* [TASK STATEMENT] In the entries that follow, how many lines contain the word "take"? Answer with the number only.

MATERIAL PROVIDED section start

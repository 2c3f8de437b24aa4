use std::ops::Range;

use bytemuck::Pod;

use crate::device::{BufferFrequencyHint, BufferId, BufferUsage, GfxDevice};

/// Linear, page-aligned sub-allocator over one growable uniform buffer.
///
/// Writes go to a CPU shadow copy; [`flush`](Self::flush) uploads the range
/// written this frame in one transfer and rewinds the cursor. Offsets handed
/// out before a flush are dead afterwards.
///
/// All sizes and offsets are in 32-bit words.
#[derive(Debug)]
pub struct DynamicUniformBuffer {
    word_alignment: u32,

    shadow: Vec<f32>,
    cursor: u32,
    /// Words uploaded by the most recent flush.
    last_flush_words: u32,

    buffer: Option<BufferId>,
    buffer_words: u32,
}

impl DynamicUniformBuffer {
    pub fn new(device: &dyn GfxDevice) -> Self {
        Self::with_capacity(device, 0)
    }

    /// Creates an allocator whose CPU shadow starts with `initial_words` of capacity.
    pub fn with_capacity(device: &dyn GfxDevice, initial_words: u32) -> Self {
        let word_alignment = device.limits().uniform_buffer_word_alignment.max(1);
        let capacity = align(initial_words, word_alignment);
        Self {
            word_alignment,
            shadow: vec![0.0; capacity as usize],
            cursor: 0,
            last_flush_words: 0,
            buffer: None,
            buffer_words: 0,
        }
    }

    /// Minimum uniform page size in words; every allocation is a multiple of it.
    #[inline]
    pub fn word_alignment(&self) -> u32 {
        self.word_alignment
    }

    /// Words allocated since the last flush.
    #[inline]
    pub fn words_allocated(&self) -> u32 {
        self.cursor
    }

    #[inline]
    pub fn capacity_words(&self) -> u32 {
        self.shadow.len() as u32
    }

    /// Device buffer backing the allocator. `None` until the first non-empty flush.
    #[inline]
    pub fn buffer(&self) -> Option<BufferId> {
        self.buffer
    }

    /// Reserves `word_count` words (rounded up to the page size) and returns
    /// the offset of the reservation.
    pub fn allocate(&mut self, word_count: u32) -> u32 {
        let size = align(word_count, self.word_alignment);
        let offset = self.cursor;
        let end = offset
            .checked_add(size)
            .expect("dynamic uniform buffer exceeded u32::MAX words");

        self.ensure_shadow_capacity(end);
        self.cursor = end;
        offset
    }

    /// Writable view of `word_count` words at `word_offset`.
    ///
    /// # Panics
    /// Panics if the range was not allocated since the last flush.
    pub fn map_f32(&mut self, word_offset: u32, word_count: u32) -> &mut [f32] {
        let range = self.live_range(word_offset, word_count);
        &mut self.shadow[range]
    }

    /// Copies a plain-data block to `word_offset`. Its size must be a whole number of words.
    pub fn write<T: Pod>(&mut self, word_offset: u32, value: &T) {
        let bytes = bytemuck::bytes_of(value);
        assert!(
            bytes.len() % 4 == 0,
            "uniform block of {} bytes is not a whole number of words",
            bytes.len()
        );
        let dst = self.map_f32(word_offset, (bytes.len() / 4) as u32);
        bytemuck::cast_slice_mut::<f32, u8>(dst).copy_from_slice(bytes);
    }

    /// Uploads everything allocated since the last flush and rewinds the cursor.
    ///
    /// The device buffer is recreated when the shadow has outgrown it.
    pub fn flush(&mut self, device: &mut dyn GfxDevice) {
        if self.cursor == 0 {
            if self.last_flush_words > 0 {
                log::warn!(
                    "dynamic uniform buffer: flush with no allocations after a frame that uploaded {} words",
                    self.last_flush_words
                );
            }
            self.last_flush_words = 0;
            return;
        }

        let capacity = self.capacity_words();
        if self.buffer.is_none() || self.buffer_words < capacity {
            if let Some(old) = self.buffer.take() {
                device.destroy_buffer(old);
            }
            log::debug!(
                "dynamic uniform buffer: device buffer {} -> {} words",
                self.buffer_words,
                capacity
            );
            self.buffer = Some(device.create_buffer(
                capacity,
                BufferUsage::Uniform,
                BufferFrequencyHint::Dynamic,
            ));
            self.buffer_words = capacity;
        }

        if let Some(buffer) = self.buffer {
            let words = &self.shadow[..self.cursor as usize];
            device.upload_buffer_data(buffer, 0, bytemuck::cast_slice(words));
        }

        log::trace!("dynamic uniform buffer: flushed {} words", self.cursor);
        self.last_flush_words = self.cursor;
        self.cursor = 0;
    }

    /// Drops everything allocated since the last flush without uploading it.
    ///
    /// Used when a frame is abandoned before it reaches the GPU.
    pub fn rewind(&mut self) {
        if self.cursor > 0 {
            log::debug!("dynamic uniform buffer: discarding {} unflushed words", self.cursor);
        }
        self.cursor = 0;
    }

    /// Releases the device buffer. The allocator stays usable and recreates it on demand.
    pub fn destroy(&mut self, device: &mut dyn GfxDevice) {
        if let Some(buffer) = self.buffer.take() {
            device.destroy_buffer(buffer);
        }
        self.buffer_words = 0;
        self.cursor = 0;
        self.last_flush_words = 0;
    }

    fn live_range(&self, word_offset: u32, word_count: u32) -> Range<usize> {
        let end = word_offset.checked_add(word_count);
        assert!(
            end.is_some_and(|end| end <= self.cursor),
            "uniform range at word {word_offset} (+{word_count}) was not allocated in the current frame"
        );
        word_offset as usize..(word_offset + word_count) as usize
    }

    fn ensure_shadow_capacity(&mut self, words: u32) {
        let capacity = self.capacity_words();
        if words <= capacity {
            return;
        }

        // Geometric growth keeps reallocation amortized over a frame.
        let new_capacity = align(words.max(capacity.saturating_mul(2)), self.word_alignment);
        log::debug!("dynamic uniform buffer: shadow {capacity} -> {new_capacity} words");
        self.shadow.resize(new_capacity as usize, 0.0);
    }
}

#[inline]
fn align(n: u32, multiple: u32) -> u32 {
    n.div_ceil(multiple) * multiple
}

MATERIAL PROVIDED section end

* [OUTPUT FOR THIS TASK] 2